**WHAT YOU NEED TO DO**
From the entries below, gather every line containing the string "single".

^^^^^^^^^^^^^^^^

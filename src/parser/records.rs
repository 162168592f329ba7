//! Record builder — assembles function, class and file records from text.
//!
//! Every field is derived from the span handed in; nothing looks at a
//! sibling or parent record.

use super::tags::{self, exclude_blocks, extract_tag, first_block, first_tag, split_blocks};
use crate::model::*;

/// Parse one `@function` block.
pub fn parse_function(text: &str) -> FunctionDoc {
    FunctionDoc {
        name: first_tag(text, tags::NAME),
        description: first_block(text, tags::DESCRIPTION),
        dependencies: first_tag(text, tags::DEPENDENCIES),
        args: extract_tag(text, tags::ARGS),
        side_effects: extract_tag(text, tags::SIDE_EFFECTS),
        returns: extract_tag(text, tags::RETURNS),
    }
}

/// Parse every `@function` block that is not nested in a `@class` block.
pub fn parse_functions(text: &str) -> Vec<FunctionDoc> {
    let outside_classes = exclude_blocks(text, tags::CLASS);
    split_blocks(&outside_classes, tags::FUNCTION)
        .into_iter()
        .map(parse_function)
        .collect()
}

/// Parse one `@class` block; its `@function` blocks become methods.
pub fn parse_class(text: &str) -> ClassDoc {
    ClassDoc {
        name: first_tag(text, tags::NAME),
        description: first_block(text, tags::DESCRIPTION),
        dependencies: first_tag(text, tags::DEPENDENCIES),
        methods: parse_functions(text),
    }
}

pub fn parse_classes(text: &str) -> Vec<ClassDoc> {
    split_blocks(text, tags::CLASS)
        .into_iter()
        .map(parse_class)
        .collect()
}

/// Parse a whole source file.
///
/// File-level scalars are the first match anywhere in the text, so a file
/// without its own `@description` picks up the first one it contains.
pub fn parse_file(text: &str) -> FileDoc {
    FileDoc {
        filename: first_tag(text, tags::FILENAME),
        repository: first_tag(text, tags::REPOSITORY),
        creator: first_tag(text, tags::CREATOR),
        description: first_block(text, tags::DESCRIPTION),
        dependencies: first_tag(text, tags::DEPENDENCIES),
        classes: parse_classes(text),
        functions: parse_functions(text),
    }
}
//! JSON renderer — structured output for tooling integration.
//!
//! Serializes the record model directly; absent fields become `null`.

use crate::model::FileDoc;
use crate::render::Renderer;
use anyhow::{Context, Result};

pub struct JsonRenderer;

impl Renderer for JsonRenderer {
    fn render(&self, files: &[FileDoc]) -> Result<String> {
        let mut out =
            serde_json::to_string_pretty(files).context("failed to serialize records")?;
        out.push('\n');
        Ok(out)
    }

    fn file_extension(&self) -> &str {
        "json"
    }
}

#[cfg(test)]
mod tests {
    use super::*;
    use crate::parser::parse_file;

    #[test]
    fn records_as_json() {
        let file = parse_file("@filename: a.ts\n@function\n@name: go\n@sideEffects: none\n@function\n");
        let out = JsonRenderer.render(&[file]).unwrap();
        let value: serde_json::Value = serde_json::from_str(&out).unwrap();

        assert_eq!(value[0]["filename"], "a.ts");
        assert!(value[0]["creator"].is_null());
        assert_eq!(value[0]["functions"][0]["name"], "go");
        assert_eq!(value[0]["functions"][0]["sideEffects"][0], "none");
        assert_eq!(value[0]["classes"].as_array().map(Vec::len), Some(0));
    }
}
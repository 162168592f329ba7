//! Data model for parsed annotations — format-agnostic.
//!
//! Every record is built once from a span of text and never mutated
//! afterwards. Singular fields are `None` when the tag is absent.

use serde::Serialize;

/// A documented function, or a method when it sits inside a class block.
#[derive(Debug, Default, Clone, PartialEq, Eq, Serialize)]
#[serde(rename_all = "camelCase")]
pub struct FunctionDoc {
    /// First `@name:` value
    pub name: Option<String>,
    /// First `@description` block
    pub description: Option<String>,
    /// First `@dependencies:` value
    pub dependencies: Option<String>,
    /// Every `@args:` value, one per line
    pub args: Vec<String>,
    /// Every `@sideEffects:` value
    pub side_effects: Vec<String>,
    /// Every `@returns:` value
    pub returns: Vec<String>,
}

/// A documented class and the methods declared inside its block.
#[derive(Debug, Default, Clone, PartialEq, Eq, Serialize)]
#[serde(rename_all = "camelCase")]
pub struct ClassDoc {
    pub name: Option<String>,
    pub description: Option<String>,
    pub dependencies: Option<String>,
    pub methods: Vec<FunctionDoc>,
}

/// Complete parsed document from a single source file.
#[derive(Debug, Default, Clone, PartialEq, Eq, Serialize)]
#[serde(rename_all = "camelCase")]
pub struct FileDoc {
    /// `@filename:`
    pub filename: Option<String>,
    /// `@repository:`
    pub repository: Option<String>,
    /// `@creator:`
    pub creator: Option<String>,
    pub description: Option<String>,
    pub dependencies: Option<String>,
    pub classes: Vec<ClassDoc>,
    /// Top-level functions only; methods live in their class
    pub functions: Vec<FunctionDoc>,
}
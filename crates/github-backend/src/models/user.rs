use serde::{Deserialize, Serialize};

/// GitHub account as returned by /user, member listings, and nested owner
/// fields. Everything beyond id and login is optional on some endpoint.
#[derive(Debug, Clone, Deserialize, Serialize)]
pub struct GitHubUser {
    pub id: u64,
    pub login: String,
    #[serde(default)]
    pub name: Option<String>,
    #[serde(default)]
    pub email: Option<String>,
    #[serde(default)]
    pub avatar_url: Option<String>,
}

/// Collaborator entry: a user plus the permission map the collaborators
/// endpoint attaches
#[derive(Debug, Clone, Deserialize, Serialize)]
pub struct GitHubCollaborator {
    pub id: u64,
    pub login: String,
    #[serde(default)]
    pub name: Option<String>,
    #[serde(default)]
    pub email: Option<String>,
    #[serde(default)]
    pub avatar_url: Option<String>,
    #[serde(default)]
    pub permissions: Option<GitHubPermissions>,
}

/// Boolean permission map on collaborator entries
#[derive(Debug, Clone, Default, Deserialize, Serialize)]
pub struct GitHubPermissions {
    #[serde(default)]
    pub admin: bool,
    #[serde(default)]
    pub maintain: bool,
    #[serde(default)]
    pub push: bool,
    #[serde(default)]
    pub triage: bool,
    #[serde(default)]
    pub pull: bool,
}
use serde::{Deserialize, Serialize};

/// Provenance wrapper distinguishing live API data from the deterministic
/// sample fallback. Serializes as `{"source": "live"|"sample", "data": ...}`
/// so scripted consumers can tell the two apart.
#[derive(Debug, Clone, PartialEq, Eq, Serialize, Deserialize)]
#[serde(tag = "source", content = "data", rename_all = "lowercase")]
pub enum Sourced<T> {
    Live(T),
    Sample(T),
}

impl<T> Sourced<T> {
    pub fn data(&self) -> &T {
        match self {
            Sourced::Live(data) | Sourced::Sample(data) => data,
        }
    }

    pub fn into_data(self) -> T {
        match self {
            Sourced::Live(data) | Sourced::Sample(data) => data,
        }
    }

    pub fn is_sample(&self) -> bool {
        matches!(self, Sourced::Sample(_))
    }

    pub fn map<U, F: FnOnce(T) -> U>(self, f: F) -> Sourced<U> {
        match self {
            Sourced::Live(data) => Sourced::Live(f(data)),
            Sourced::Sample(data) => Sourced::Sample(f(data)),
        }
    }
}

/// Context a statistics view renders against: a whole organization or a
/// single repository within one.
#[derive(Debug, Clone, PartialEq, Eq, Serialize, Deserialize)]
#[serde(tag = "kind", rename_all = "lowercase")]
pub enum Scope {
    Organization { name: String },
    Repository { org: String, name: String },
}

impl Scope {
    pub fn organization(name: impl Into<String>) -> Self {
        Scope::Organization { name: name.into() }
    }

    pub fn repository(org: impl Into<String>, name: impl Into<String>) -> Self {
        Scope::Repository {
            org: org.into(),
            name: name.into(),
        }
    }

    /// Name the sample-data seed derives from: the repository name when
    /// scoped to a repository, the organization name otherwise.
    pub fn seed_name(&self) -> &str {
        match self {
            Scope::Organization { name } => name,
            Scope::Repository { name, .. } => name,
        }
    }
}

impl std::fmt::Display for Scope {
    fn fmt(&self, f: &mut std::fmt::Formatter<'_>) -> std::fmt::Result {
        match self {
            Scope::Organization { name } => write!(f, "{}", name),
            Scope::Repository { org, name } => write!(f, "{}/{}", org, name),
        }
    }
}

^^^^^^^^^^^^^^^^

**RESPONSE**
/// Complete parsed document from a single source file.
/// single repository within one.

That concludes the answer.